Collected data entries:
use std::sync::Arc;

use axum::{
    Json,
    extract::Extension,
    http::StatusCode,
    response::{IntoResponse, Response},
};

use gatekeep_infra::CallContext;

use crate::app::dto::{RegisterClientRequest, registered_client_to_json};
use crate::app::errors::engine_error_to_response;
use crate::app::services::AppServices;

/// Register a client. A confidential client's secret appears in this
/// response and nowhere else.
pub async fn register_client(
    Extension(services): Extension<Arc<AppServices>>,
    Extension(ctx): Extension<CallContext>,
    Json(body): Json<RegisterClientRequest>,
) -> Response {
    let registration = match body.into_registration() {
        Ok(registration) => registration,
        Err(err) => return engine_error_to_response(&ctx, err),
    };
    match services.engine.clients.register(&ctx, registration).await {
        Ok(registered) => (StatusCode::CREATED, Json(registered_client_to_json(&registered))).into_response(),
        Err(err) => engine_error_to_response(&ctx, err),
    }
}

---

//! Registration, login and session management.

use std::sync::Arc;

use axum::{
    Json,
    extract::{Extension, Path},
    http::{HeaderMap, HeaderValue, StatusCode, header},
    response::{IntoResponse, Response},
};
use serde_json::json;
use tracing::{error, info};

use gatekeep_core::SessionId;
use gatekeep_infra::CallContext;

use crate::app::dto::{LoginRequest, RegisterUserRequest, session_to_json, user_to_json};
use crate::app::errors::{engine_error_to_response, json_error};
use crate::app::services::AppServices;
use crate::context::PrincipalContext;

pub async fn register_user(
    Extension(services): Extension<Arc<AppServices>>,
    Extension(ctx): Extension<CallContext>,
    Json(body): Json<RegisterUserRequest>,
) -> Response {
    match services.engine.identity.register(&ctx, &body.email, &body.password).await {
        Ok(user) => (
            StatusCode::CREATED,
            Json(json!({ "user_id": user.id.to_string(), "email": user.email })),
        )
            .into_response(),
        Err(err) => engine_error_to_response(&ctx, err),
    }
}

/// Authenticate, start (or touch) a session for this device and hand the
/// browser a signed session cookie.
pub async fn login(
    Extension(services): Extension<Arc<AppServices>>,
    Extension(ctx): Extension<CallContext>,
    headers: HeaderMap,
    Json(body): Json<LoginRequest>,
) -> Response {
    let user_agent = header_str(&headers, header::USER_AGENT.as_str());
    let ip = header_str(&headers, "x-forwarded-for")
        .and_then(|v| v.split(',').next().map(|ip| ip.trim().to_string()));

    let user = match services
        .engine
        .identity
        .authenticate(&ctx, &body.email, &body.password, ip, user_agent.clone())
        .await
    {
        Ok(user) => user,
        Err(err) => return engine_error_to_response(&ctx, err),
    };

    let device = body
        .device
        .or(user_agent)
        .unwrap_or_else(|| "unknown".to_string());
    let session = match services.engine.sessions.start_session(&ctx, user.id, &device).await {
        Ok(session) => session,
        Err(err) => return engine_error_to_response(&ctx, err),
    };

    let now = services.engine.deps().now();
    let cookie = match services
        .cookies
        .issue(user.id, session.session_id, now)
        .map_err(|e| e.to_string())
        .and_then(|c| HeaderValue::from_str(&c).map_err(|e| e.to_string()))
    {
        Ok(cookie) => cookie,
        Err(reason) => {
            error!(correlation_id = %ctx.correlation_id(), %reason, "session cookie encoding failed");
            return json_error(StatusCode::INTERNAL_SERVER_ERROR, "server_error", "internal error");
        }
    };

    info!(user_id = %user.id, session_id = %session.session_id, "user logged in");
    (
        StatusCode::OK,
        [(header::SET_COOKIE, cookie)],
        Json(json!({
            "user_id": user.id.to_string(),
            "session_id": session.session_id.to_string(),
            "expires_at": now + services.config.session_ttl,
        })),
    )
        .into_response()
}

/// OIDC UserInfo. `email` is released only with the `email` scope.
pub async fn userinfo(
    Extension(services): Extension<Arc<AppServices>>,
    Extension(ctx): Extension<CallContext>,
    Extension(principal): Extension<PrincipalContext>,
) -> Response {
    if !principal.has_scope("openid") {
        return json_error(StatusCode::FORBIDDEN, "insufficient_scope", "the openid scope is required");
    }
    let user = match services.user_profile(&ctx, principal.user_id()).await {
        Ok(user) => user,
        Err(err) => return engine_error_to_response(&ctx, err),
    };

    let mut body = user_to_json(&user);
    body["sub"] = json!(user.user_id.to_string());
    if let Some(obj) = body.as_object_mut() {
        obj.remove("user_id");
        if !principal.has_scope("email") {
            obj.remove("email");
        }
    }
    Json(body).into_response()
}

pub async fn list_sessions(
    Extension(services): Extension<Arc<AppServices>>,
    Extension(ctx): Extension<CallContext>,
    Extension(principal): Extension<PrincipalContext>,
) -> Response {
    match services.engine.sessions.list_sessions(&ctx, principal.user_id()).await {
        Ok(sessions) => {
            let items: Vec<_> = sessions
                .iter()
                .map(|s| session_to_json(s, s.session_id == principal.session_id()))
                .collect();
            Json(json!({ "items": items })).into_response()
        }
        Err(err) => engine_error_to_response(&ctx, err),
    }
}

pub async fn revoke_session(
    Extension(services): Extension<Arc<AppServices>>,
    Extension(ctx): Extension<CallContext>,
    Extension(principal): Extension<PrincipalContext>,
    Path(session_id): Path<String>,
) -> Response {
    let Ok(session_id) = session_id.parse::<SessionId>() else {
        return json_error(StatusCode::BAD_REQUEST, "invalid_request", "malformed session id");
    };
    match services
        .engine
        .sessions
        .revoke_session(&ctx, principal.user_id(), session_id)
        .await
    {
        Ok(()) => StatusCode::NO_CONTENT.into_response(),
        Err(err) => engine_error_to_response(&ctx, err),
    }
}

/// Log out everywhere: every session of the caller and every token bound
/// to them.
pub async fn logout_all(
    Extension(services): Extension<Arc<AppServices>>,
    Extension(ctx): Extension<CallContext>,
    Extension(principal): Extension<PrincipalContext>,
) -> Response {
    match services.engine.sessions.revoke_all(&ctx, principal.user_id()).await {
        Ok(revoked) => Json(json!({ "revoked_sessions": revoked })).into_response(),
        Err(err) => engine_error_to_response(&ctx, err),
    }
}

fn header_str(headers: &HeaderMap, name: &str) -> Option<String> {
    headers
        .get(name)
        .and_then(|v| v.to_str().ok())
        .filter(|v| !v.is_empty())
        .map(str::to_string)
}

Problem:
In the records above, how many lines hold the string "password"? Reply with only the number.

Output below:
2